> _Your objective_
Your response should consist of the lines below, printed exactly.

> _Excerpted data_
//! Connection object: the per-connection state machine from accepted
//! socket through request parsing, dispatch, and — for a streaming
//! request — the audio-to-socket write pump until the peer
//! disconnects or the subscription dies.
//!
//! Admission and the connection set live in [`crate::protocol`]; this module
//! is just what runs *inside* one already-admitted connection's task.

use std::io;
use std::sync::Arc;

use log::error;

use crate::core::AudioCore;
use crate::dispatcher;
use crate::html;
use crate::iochannel::IoChannel;
use crate::ioline::IoLine;
use crate::memblockq::MemBlockQueue;
use crate::parser::{is_blank_header_line, parse_request_line};
use crate::source_output::SourceOutput;
use crate::stream_handler::StreamOutcome;

/// Runs one connection end to end. Every exit path — EOF, malformed
/// request, peer hangup, killed subscription, or a completed non-streaming
/// response — simply returns; the caller (the protocol singleton) removes
/// the connection from its set once this future resolves, which is the
/// entirety of `unlink` for the normal, self-terminating paths.
pub async fn serve(
    core: Arc<AudioCore>,
    stream: tokio::net::TcpStream,
    pid: u32,
    live_connections: usize,
    server_token: String,
) {
    let io = IoChannel::new(stream);
    let mut line = IoLine::new(io);

    // STATE_REQUEST_LINE
    let url = loop {
        let Some(raw) = line.next_line().await else {
            return; // EOF on request read: silent unlink
        };
        match parse_request_line(&raw) {
            Some(url) => break url,
            None => {
                let _ = html::html_response(&mut line, 500, "Internal Server Error", None, &server_token).await;
                return;
            }
        }
    };

    // STATE_MIME_HEADER: swallow lines until the blank separator.
    loop {
        let Some(raw) = line.next_line().await else {
            return;
        };
        if is_blank_header_line(&raw) {
            break;
        }
    }

    // STATE_DATA
    dispatch_and_stream(&mut line, &core, &url, pid, live_connections, &server_token).await;
}

async fn dispatch_and_stream(
    line: &mut IoLine,
    core: &Arc<AudioCore>,
    url: &str,
    pid: u32,
    live_connections: usize,
    server_token: &str,
) {
    let outcome = match dispatcher::dispatch(line, core, url, pid, live_connections, server_token).await {
        Ok(outcome) => outcome,
        Err(_) => return, // write failed; peer already gone
    };

    if let StreamOutcome::Streaming { io, source_output, queue } = outcome {
        run_bridge(io, source_output, queue).await;
    }
}

/// The audio-to-socket bridge: drains pushed chunks into the output
/// queue and the queue onto the socket — two convergent paths that, on a
/// real audio engine, run on separate audio and main threads. Here
/// both paths are plain `tokio::select!` arms over the same task — the
/// producer task on the other end of `source_output`'s channel stands in
/// for the audio thread.
async fn run_bridge(io: IoChannel, mut source_output: SourceOutput, mut queue: MemBlockQueue) {
    loop {
        tokio::select! {
            biased;

            readiness = io.readable() => {
                if readiness.is_err() {
                    return;
                }
                let mut probe = [0u8; 256];
                match io.try_read(&mut probe) {
                    Ok(0) => return, // peer hungup
                    Ok(_) => {} // no request body is expected; ignore stray bytes
                    Err(e) if e.kind() == io::ErrorKind::WouldBlock => {}
                    Err(_) => return,
                }
            }

            chunk = source_output.recv() => {
                match chunk {
                    Some(bytes) => {
                        queue.push_align(bytes);
                        if do_write(&io, &mut queue).await.is_err() {
                            return;
                        }
                    }
                    None => return, // source-output killed
                }
            }

            readiness = io.writable(), if !queue.is_empty() => {
                if readiness.is_err() {
                    return;
                }
                if do_write(&io, &mut queue).await.is_err() {
                    return;
                }
            }
        }
    }
}

/// Peeks the next chunk, writes it, and drops exactly what the kernel
/// accepted. `WouldBlock` (the Rust analogue of `EINTR`/`EAGAIN`) is zero
/// progress, not an error; any other write error is logged and unlinks the
/// connection.
async fn do_write(io: &IoChannel, queue: &mut MemBlockQueue) -> Result<(), ()> {
    let Some(chunk) = queue.peek() else {
        return Ok(()); // queue empty; next push retriggers
    };

    match io.try_write(chunk) {
        Ok(n) => {
            queue.drop_bytes(n);
            Ok(())
        }
        Err(e) if e.kind() == io::ErrorKind::WouldBlock => Ok(()),
        Err(e) => {
            error!("write(): {e}");
            Err(())
        }
    }
}

#[cfg(test)]
mod tests {
    use super::*;
    use crate::core::SourceInfo;
    use crate::format::{ChannelMap, SampleFormat, SampleSpec};
    use tokio::io::{AsyncReadExt, AsyncWriteExt};
    use tokio::net::{TcpListener, TcpStream};

    async fn connected_pair() -> (TcpStream, TcpStream) {
        let listener = TcpListener::bind("127.0.0.1:0").await.unwrap();
        let addr = listener.local_addr().unwrap();
        let client = TcpStream::connect(addr).await.unwrap();
        let (server, _) = listener.accept().await.unwrap();
        (client, server)
    }

    #[tokio::test]
    async fn non_get_request_line_yields_500() {
        let core = Arc::new(AudioCore::new("u".into(), "h".into(), "m".into(), "s".into()));
        let (mut client, server) = connected_pair().await;
        client.write_all(b"POST / HTTP/1.0\r\n\r\n").await.unwrap();

        serve(core, server, 1, 0, "httpcast/0".into()).await;

        let mut body = String::new();
        client.read_to_string(&mut body).await.unwrap();
        assert!(body.contains("500"));
        assert!(body.contains("Internal Server Error"));
    }

    #[tokio::test]
    async fn eof_before_blank_line_unlinks_silently() {
        let core = Arc::new(AudioCore::new("u".into(), "h".into(), "m".into(), "s".into()));
        let (client, server) = connected_pair().await;
        drop(client);

        // must return promptly rather than hang
        serve(core, server, 1, 0, "httpcast/0".into()).await;
    }

    #[tokio::test]
    async fn root_request_completes_and_closes() {
        let core = Arc::new(AudioCore::new("u".into(), "h".into(), "m".into(), "s".into()));
        let (mut client, server) = connected_pair().await;
        client.write_all(b"GET / HTTP/1.0\r\n\r\n").await.unwrap();

        serve(core, server, 1, 0, "httpcast/0".into()).await;

        let mut body = String::new();
        client.read_to_string(&mut body).await.unwrap();
        assert!(body.contains("200 OK"));
    }

    #[tokio::test]
    async fn streaming_request_delivers_audio_bytes() {
        let core = Arc::new(AudioCore::new("u".into(), "h".into(), "m".into(), "s".into()));
        core.add_source(SourceInfo {
            name: "mic".into(),
            description: "Mic".into(),
            sample_spec: SampleSpec { format: SampleFormat::S16BE, rate: 8000, channels: 1 },
            channel_map: ChannelMap::default_for(1),
            monitor_of: None,
            suspended: false,
        });

        let (mut client, server) = connected_pair().await;
        client.write_all(b"GET /listen/source/mic HTTP/1.0\r\n\r\n").await.unwrap();

        let handle = tokio::spawn(serve(core, server, 1, 0, "httpcast/0".into()));

        let mut buf = [0u8; 512];
        let n = tokio::time::timeout(std::time::Duration::from_secs(2), client.read(&mut buf))
            .await
            .expect("should have received bytes before timing out")
            .unwrap();
        assert!(n > 0);

        drop(client); // triggers hungup detection in the bridge
        let _ = tokio::time::timeout(std::time::Duration::from_secs(2), handle).await;
    }
}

> _Answer space_
//! Connection object: the per-connection state machine from accepted
//! socket through request parsing, dispatch, and — for a streaming
//! request — the audio-to-socket write pump until the peer
//! disconnects or the subscription dies.
//!
//! Admission and the connection set live in [`crate::protocol`]; this module
//! is just what runs *inside* one already-admitted connection's task.

use std::io;
use std::sync::Arc;

use log::error;

use crate::core::AudioCore;
use crate::dispatcher;
use crate::html;
use crate::iochannel::IoChannel;
use crate::ioline::IoLine;
use crate::memblockq::MemBlockQueue;
use crate::parser::{is_blank_header_line, parse_request_line};
use crate::source_output::SourceOutput;
use crate::stream_handler::StreamOutcome;

/// Runs one connection end to end. Every exit path — EOF, malformed
/// request, peer hangup, killed subscription, or a completed non-streaming
/// response — simply returns; the caller (the protocol singleton) removes
/// the connection from its set once this future resolves, which is the
/// entirety of `unlink` for the normal, self-terminating paths.
pub async fn serve(
    core: Arc<AudioCore>,
    stream: tokio::net::TcpStream,
    pid: u32,
    live_connections: usize,
    server_token: String,
) {
    let io = IoChannel::new(stream);
    let mut line = IoLine::new(io);

    // STATE_REQUEST_LINE
    let url = loop {
        let Some(raw) = line.next_line().await else {
            return; // EOF on request read: silent unlink
        };
        match parse_request_line(&raw) {
            Some(url) => break url,
            None => {
                let _ = html::html_response(&mut line, 500, "Internal Server Error", None, &server_token).await;
                return;
            }
        }
    };

    // STATE_MIME_HEADER: swallow lines until the blank separator.
    loop {
        let Some(raw) = line.next_line().await else {
            return;
        };
        if is_blank_header_line(&raw) {
            break;
        }
    }

    // STATE_DATA
    dispatch_and_stream(&mut line, &core, &url, pid, live_connections, &server_token).await;
}

async fn dispatch_and_stream(
    line: &mut IoLine,
    core: &Arc<AudioCore>,
    url: &str,
    pid: u32,
    live_connections: usize,
    server_token: &str,
) {
    let outcome = match dispatcher::dispatch(line, core, url, pid, live_connections, server_token).await {
        Ok(outcome) => outcome,
        Err(_) => return, // write failed; peer already gone
    };

    if let StreamOutcome::Streaming { io, source_output, queue } = outcome {
        run_bridge(io, source_output, queue).await;
    }
}

/// The audio-to-socket bridge: drains pushed chunks into the output
/// queue and the queue onto the socket — two convergent paths that, on a
/// real audio engine, run on separate audio and main threads. Here
/// both paths are plain `tokio::select!` arms over the same task — the
/// producer task on the other end of `source_output`'s channel stands in
/// for the audio thread.
async fn run_bridge(io: IoChannel, mut source_output: SourceOutput, mut queue: MemBlockQueue) {
    loop {
        tokio::select! {
            biased;

            readiness = io.readable() => {
                if readiness.is_err() {
                    return;
                }
                let mut probe = [0u8; 256];
                match io.try_read(&mut probe) {
                    Ok(0) => return, // peer hungup
                    Ok(_) => {} // no request body is expected; ignore stray bytes
                    Err(e) if e.kind() == io::ErrorKind::WouldBlock => {}
                    Err(_) => return,
                }
            }

            chunk = source_output.recv() => {
                match chunk {
                    Some(bytes) => {
                        queue.push_align(bytes);
                        if do_write(&io, &mut queue).await.is_err() {
                            return;
                        }
                    }
                    None => return, // source-output killed
                }
            }

            readiness = io.writable(), if !queue.is_empty() => {
                if readiness.is_err() {
                    return;
                }
                if do_write(&io, &mut queue).await.is_err() {
                    return;
                }
            }
        }
    }
}

/// Peeks the next chunk, writes it, and drops exactly what the kernel
/// accepted. `WouldBlock` (the Rust analogue of `EINTR`/`EAGAIN`) is zero
/// progress, not an error; any other write error is logged and unlinks the
/// connection.
async fn do_write(io: &IoChannel, queue: &mut MemBlockQueue) -> Result<(), ()> {
    let Some(chunk) = queue.peek() else {
        return Ok(()); // queue empty; next push retriggers
    };

    match io.try_write(chunk) {
        Ok(n) => {
            queue.drop_bytes(n);
            Ok(())
        }
        Err(e) if e.kind() == io::ErrorKind::WouldBlock => Ok(()),
        Err(e) => {
            error!("write(): {e}");
            Err(())
        }
    }
}

#[cfg(test)]
mod tests {
    use super::*;
    use crate::core::SourceInfo;
    use crate::format::{ChannelMap, SampleFormat, SampleSpec};
    use tokio::io::{AsyncReadExt, AsyncWriteExt};
    use tokio::net::{TcpListener, TcpStream};

    async fn connected_pair() -> (TcpStream, TcpStream) {
        let listener = TcpListener::bind("127.0.0.1:0").await.unwrap();
        let addr = listener.local_addr().unwrap();
        let client = TcpStream::connect(addr).await.unwrap();
        let (server, _) = listener.accept().await.unwrap();
        (client, server)
    }

    #[tokio::test]
    async fn non_get_request_line_yields_500() {
        let core = Arc::new(AudioCore::new("u".into(), "h".into(), "m".into(), "s".into()));
        let (mut client, server) = connected_pair().await;
        client.write_all(b"POST / HTTP/1.0\r\n\r\n").await.unwrap();

        serve(core, server, 1, 0, "httpcast/0".into()).await;

        let mut body = String::new();
        client.read_to_string(&mut body).await.unwrap();
        assert!(body.contains("500"));
        assert!(body.contains("Internal Server Error"));
    }

    #[tokio::test]
    async fn eof_before_blank_line_unlinks_silently() {
        let core = Arc::new(AudioCore::new("u".into(), "h".into(), "m".into(), "s".into()));
        let (client, server) = connected_pair().await;
        drop(client);

        // must return promptly rather than hang
        serve(core, server, 1, 0, "httpcast/0".into()).await;
    }

    #[tokio::test]
    async fn root_request_completes_and_closes() {
        let core = Arc::new(AudioCore::new("u".into(), "h".into(), "m".into(), "s".into()));
        let (mut client, server) = connected_pair().await;
        client.write_all(b"GET / HTTP/1.0\r\n\r\n").await.unwrap();

        serve(core, server, 1, 0, "httpcast/0".into()).await;

        let mut body = String::new();
        client.read_to_string(&mut body).await.unwrap();
        assert!(body.contains("200 OK"));
    }

    #[tokio::test]
    async fn streaming_request_delivers_audio_bytes() {
        let core = Arc::new(AudioCore::new("u".into(), "h".into(), "m".into(), "s".into()));
        core.add_source(SourceInfo {
            name: "mic".into(),
            description: "Mic".into(),
            sample_spec: SampleSpec { format: SampleFormat::S16BE, rate: 8000, channels: 1 },
            channel_map: ChannelMap::default_for(1),
            monitor_of: None,
            suspended: false,
        });

        let (mut client, server) = connected_pair().await;
        client.write_all(b"GET /listen/source/mic HTTP/1.0\r\n\r\n").await.unwrap();

        let handle = tokio::spawn(serve(core, server, 1, 0, "httpcast/0".into()));

        let mut buf = [0u8; 512];
        let n = tokio::time::timeout(std::time::Duration::from_secs(2), client.read(&mut buf))
            .await
            .expect("should have received bytes before timing out")
            .unwrap();
        assert!(n > 0);

        drop(client); // triggers hungup detection in the bridge
        let _ = tokio::time::timeout(std::time::Duration::from_secs(2), handle).await;
    }
}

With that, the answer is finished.